RECORDS PROVIDED:
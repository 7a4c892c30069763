//! Query text introspection.
//!
//! A query is plain text: `GET <table>` on the first line, then one
//! directive or header per line. Nothing here validates the query; the
//! accessors extract what is present and ignore the rest.
//!
//! ```text
//! GET services
//! Columns: host_name description
//! Filter: host_name = heute
//! ColumnHeaders: on
//! ```

use std::collections::BTreeMap;

/// Query headers: `Key: value` lines keyed by `Key`. Later lines win.
pub type Headers = BTreeMap<String, String>;

/// Header that asks for a leading row of column names.
pub const COLUMN_HEADERS: &str = "ColumnHeaders";

/// Borrowed view over query text.
#[derive(Debug, Clone, Copy, PartialEq, Eq)]
pub struct Query<'a> {
    text: &'a str,
}

impl<'a> Query<'a> {
    /// Wrap query text. No parsing happens until an accessor is called.
    pub fn new(text: &'a str) -> Self {
        Self { text }
    }

    /// The raw query text.
    pub fn as_str(&self) -> &'a str {
        self.text
    }

    /// Query lines, split on `\n` or `\r\n`.
    pub fn lines(self) -> impl Iterator<Item = &'a str> {
        self.text.lines()
    }

    /// Table named by a leading `GET <table>` line.
    ///
    /// Runs of whitespace after `GET` are allowed. `None` when the first
    /// line is not a `GET` line or names no table.
    pub fn table(&self) -> Option<&'a str> {
        let first = self.lines().next()?;
        if !first.starts_with("GET ") {
            return None;
        }
        first.split_whitespace().nth(1)
    }

    /// Columns of the first `Columns:` line.
    ///
    /// `Some(vec![])` for a `Columns:` line without names; callers treat that
    /// like a missing line.
    pub fn columns(&self) -> Option<Vec<&'a str>> {
        self.lines()
            .find_map(|line| line.strip_prefix("Columns:"))
            .map(|rest| rest.split_whitespace().collect())
    }

    /// All `Key: value` lines except the `GET` line.
    ///
    /// Lines without a colon and empty lines are skipped. The key ends at the
    /// first `": "` (or the first `:` when no `": "` exists); leading spaces
    /// are trimmed from the value. Directives such as `Filter:` show up here
    /// too, with the last occurrence winning.
    pub fn headers(&self) -> Headers {
        let mut headers = Headers::new();
        for line in self.lines() {
            if line.is_empty() || line.starts_with("GET ") {
                continue;
            }
            let Some((key, value)) = line.split_once(": ").or_else(|| line.split_once(':'))
            else {
                continue;
            };
            headers.insert(key.to_string(), value.trim_start_matches(' ').to_string());
        }
        headers
    }

    /// Whether the query asks for a header row (`ColumnHeaders: on`).
    pub fn column_headers(&self) -> bool {
        self.headers().get(COLUMN_HEADERS).is_some_and(|value| value == "on")
    }
}

/// Query text given either as one string or as a sequence of lines.
pub trait IntoQuery {
    /// Join into a single newline-separated string.
    fn into_query(self) -> String;
}

impl IntoQuery for &str {
    fn into_query(self) -> String {
        self.to_string()
    }
}

impl IntoQuery for String {
    fn into_query(self) -> String {
        self
    }
}

impl IntoQuery for &String {
    fn into_query(self) -> String {
        self.clone()
    }
}

impl IntoQuery for &[&str] {
    fn into_query(self) -> String {
        self.join("\n")
    }
}

impl<const N: usize> IntoQuery for [&str; N] {
    fn into_query(self) -> String {
        self.join("\n")
    }
}

impl IntoQuery for Vec<&str> {
    fn into_query(self) -> String {
        self.join("\n")
    }
}

impl IntoQuery for Vec<String> {
    fn into_query(self) -> String {
        self.join("\n")
    }
}

/// Join query lines and strip trailing newlines.
pub fn normalize(query: impl IntoQuery) -> String {
    let mut text = query.into_query();
    let trimmed = text.trim_end_matches('\n').len();
    text.truncate(trimmed);
    text
}
//! Fuzz target for the response body literal parser
//!
//! # Invariants
//!
//! - NEVER panic on malformed input
//! - Deep list nesting is rejected with an error, never a stack overflow
//! - Anything that parses re-parses to the same value after rendering

#![no_main]

use libfuzzer_sys::fuzz_target;
use livemock_proto::literal;

fuzz_target!(|data: &[u8]| {
    let Ok(text) = std::str::from_utf8(data) else {
        return;
    };

    if let Ok(value) = literal::parse(text) {
        let rendered = value.to_string();
        let reparsed = literal::parse(&rendered).expect("rendered literal should parse");
        // NaN never equals itself; compare the rendered forms instead
        assert_eq!(reparsed.to_string(), rendered);
    }
});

WHAT TO PRODUCE:
Look through the listing, and copy each line that contains the word "None".

OUTPUT:
    /// Runs of whitespace after `GET` are allowed. `None` when the first
            return None;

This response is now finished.